==== Material provided
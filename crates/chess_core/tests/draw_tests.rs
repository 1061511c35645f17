//! Game-end classification: mate, stalemate and the draw rules.

use chess_core::{
    Color, Move, Position, PositionStatus, RepetitionKey, classify, coord_to_sq, legal_moves,
};

fn fen(s: &str) -> Position {
    Position::from_fen(s).unwrap()
}

fn play(pos: &Position, from: &str, to: &str) -> Position {
    let mv = Move::new(coord_to_sq(from).unwrap(), coord_to_sq(to).unwrap());
    pos.apply_move(mv).unwrap()
}

// =============================================================================
// Mate and stalemate
// =============================================================================

#[test]
fn fools_mate_is_checkmate_for_black() {
    let mut pos = Position::startpos();
    let mut history = vec![pos.repetition_key()];
    for (from, to) in [("f2", "f3"), ("e7", "e5"), ("g2", "g4"), ("d8", "h4")] {
        pos = play(&pos, from, to);
        history.push(pos.repetition_key());
    }
    assert_eq!(
        classify(&pos, &history),
        PositionStatus::Checkmate {
            winner: Color::Black
        }
    );
}

#[test]
fn stalemate_king_in_corner() {
    let pos = fen("k7/2K5/1Q6/8/8/8/8/8 b - - 0 1");
    assert!(legal_moves(&pos).is_empty());
    assert!(!pos.in_check(Color::Black));
    assert_eq!(classify(&pos, &[]), PositionStatus::Stalemate);
}

#[test]
fn stalemate_king_and_pawn_endgame() {
    let pos = fen("6k1/6P1/6K1/8/8/8/8/8 b - - 0 1");
    assert_eq!(classify(&pos, &[]), PositionStatus::Stalemate);
}

#[test]
fn check_is_not_checkmate() {
    let pos = fen("rnbqkbnr/ppppp1pp/8/5p1Q/4P3/8/PPPP1PPP/RNB1KBNR b KQkq - 1 2");
    assert!(pos.in_check(Color::Black));
    assert_eq!(classify(&pos, &[]), PositionStatus::Ongoing);
}

#[test]
fn mate_outranks_fifty_move_rule() {
    // Back-rank mate delivered on the hundredth quiet half-move.
    let pos = fen("R5k1/5ppp/8/8/8/8/8/6K1 b - - 100 80");
    assert_eq!(
        classify(&pos, &[]),
        PositionStatus::Checkmate {
            winner: Color::White
        }
    );
}

// =============================================================================
// Fifty-move rule
// =============================================================================

#[test]
fn fifty_move_rule_at_100_halfmoves() {
    let pos = fen("8/8/8/4k3/8/4K3/4P3/8 w - - 100 60");
    assert!(pos.is_fifty_move_draw());
    assert_eq!(classify(&pos, &[]), PositionStatus::FiftyMoveRule);
}

#[test]
fn fifty_move_rule_at_99_halfmoves() {
    let pos = fen("8/8/8/4k3/8/4K3/4P3/8 w - - 99 60");
    assert!(!pos.is_fifty_move_draw());
    assert_eq!(classify(&pos, &[]), PositionStatus::Ongoing);
}

#[test]
fn fifty_move_clock_resets_on_pawn_move() {
    let pos = fen("8/8/8/4k3/8/3K4/4P3/8 w - - 99 60");
    let next = play(&pos, "e2", "e3");
    assert_eq!(next.halfmove_clock, 0);
    assert!(!next.is_fifty_move_draw());
}

// =============================================================================
// Insufficient material
// =============================================================================

#[test]
fn insufficient_material_cases() {
    let drawn = [
        ("8/8/8/4k3/8/4K3/8/8 w - - 0 1", "K v K"),
        ("8/8/8/4k3/8/4KB2/8/8 w - - 0 1", "K+B v K"),
        ("8/8/8/4k3/8/4KN2/8/8 w - - 0 1", "K+N v K"),
        ("8/8/4b3/4k3/8/4K3/8/8 w - - 0 1", "K v K+B"),
        ("8/8/4n3/4k3/8/4K3/8/8 w - - 0 1", "K v K+N"),
        ("5b2/8/8/4k3/8/4K3/8/2B5 w - - 0 1", "same-colored bishops"),
    ];
    for (text, label) in drawn {
        let pos = fen(text);
        assert!(pos.is_insufficient_material(), "{label}");
        assert_eq!(
            classify(&pos, &[]),
            PositionStatus::InsufficientMaterial,
            "{label}"
        );
    }
}

#[test]
fn sufficient_material_cases() {
    let live = [
        ("2b5/8/8/4k3/8/4K3/8/2B5 w - - 0 1", "opposite-colored bishops"),
        ("8/8/8/4k3/8/4K3/4P3/8 w - - 0 1", "pawn"),
        ("8/8/8/4k3/8/4K3/8/4R3 w - - 0 1", "rook"),
        ("8/8/8/4k3/8/4K3/8/4Q3 w - - 0 1", "queen"),
        ("8/8/8/4k3/8/4K3/3NN3/8 w - - 0 1", "two knights"),
    ];
    for (text, label) in live {
        assert!(!fen(text).is_insufficient_material(), "{label}");
    }
}

// =============================================================================
// Repetition
// =============================================================================

#[test]
fn knight_shuffle_reaches_threefold_repetition() {
    let mut pos = Position::startpos();
    let mut history: Vec<RepetitionKey> = vec![pos.repetition_key()];
    let shuffle = [("g1", "f3"), ("g8", "f6"), ("f3", "g1"), ("f6", "g8")];

    for round in 0..2 {
        for (from, to) in shuffle {
            pos = play(&pos, from, to);
            history.push(pos.repetition_key());
            let status = classify(&pos, &history);
            let last_of_second_round = round == 1 && from == "f6";
            if last_of_second_round {
                assert_eq!(status, PositionStatus::ThreefoldRepetition);
            } else {
                assert_eq!(status, PositionStatus::Ongoing);
            }
        }
    }
}

#[test]
fn en_passant_square_without_a_capture_is_ignored() {
    let with_ep = fen("rnbqkbnr/pppppppp/8/8/4P3/8/PPPP1PPP/RNBQKBNR b KQkq e3 0 1");
    let without = fen("rnbqkbnr/pppppppp/8/8/4P3/8/PPPP1PPP/RNBQKBNR b KQkq - 0 1");
    assert_eq!(with_ep.repetition_key(), without.repetition_key());
}

#[test]
fn capturable_en_passant_square_distinguishes_positions() {
    let with_ep = fen("rnbqkbnr/ppp1pppp/8/8/3pP3/8/PPPP1PPP/RNBQKBNR b KQkq e3 0 3");
    let without = fen("rnbqkbnr/ppp1pppp/8/8/3pP3/8/PPPP1PPP/RNBQKBNR b KQkq - 0 3");
    assert_ne!(with_ep.repetition_key(), without.repetition_key());
}

#[test]
fn position_after_double_push_counts_toward_repetition() {
    let mut pos = play(&Position::startpos(), "e2", "e4");
    let mut history = vec![Position::startpos().repetition_key(), pos.repetition_key()];
    let shuffle = [("g8", "f6"), ("g1", "f3"), ("f6", "g8"), ("f3", "g1")];

    for round in 0..2 {
        for (from, to) in shuffle {
            pos = play(&pos, from, to);
            history.push(pos.repetition_key());
        }
        let expected = if round == 1 {
            PositionStatus::ThreefoldRepetition
        } else {
            PositionStatus::Ongoing
        };
        assert_eq!(classify(&pos, &history), expected);
    }
}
========
**Task description:**
Look through the data and show every line containing "ThreefoldRepetition".

**Solution for this exercise:**
                assert_eq!(status, PositionStatus::ThreefoldRepetition);
            PositionStatus::ThreefoldRepetition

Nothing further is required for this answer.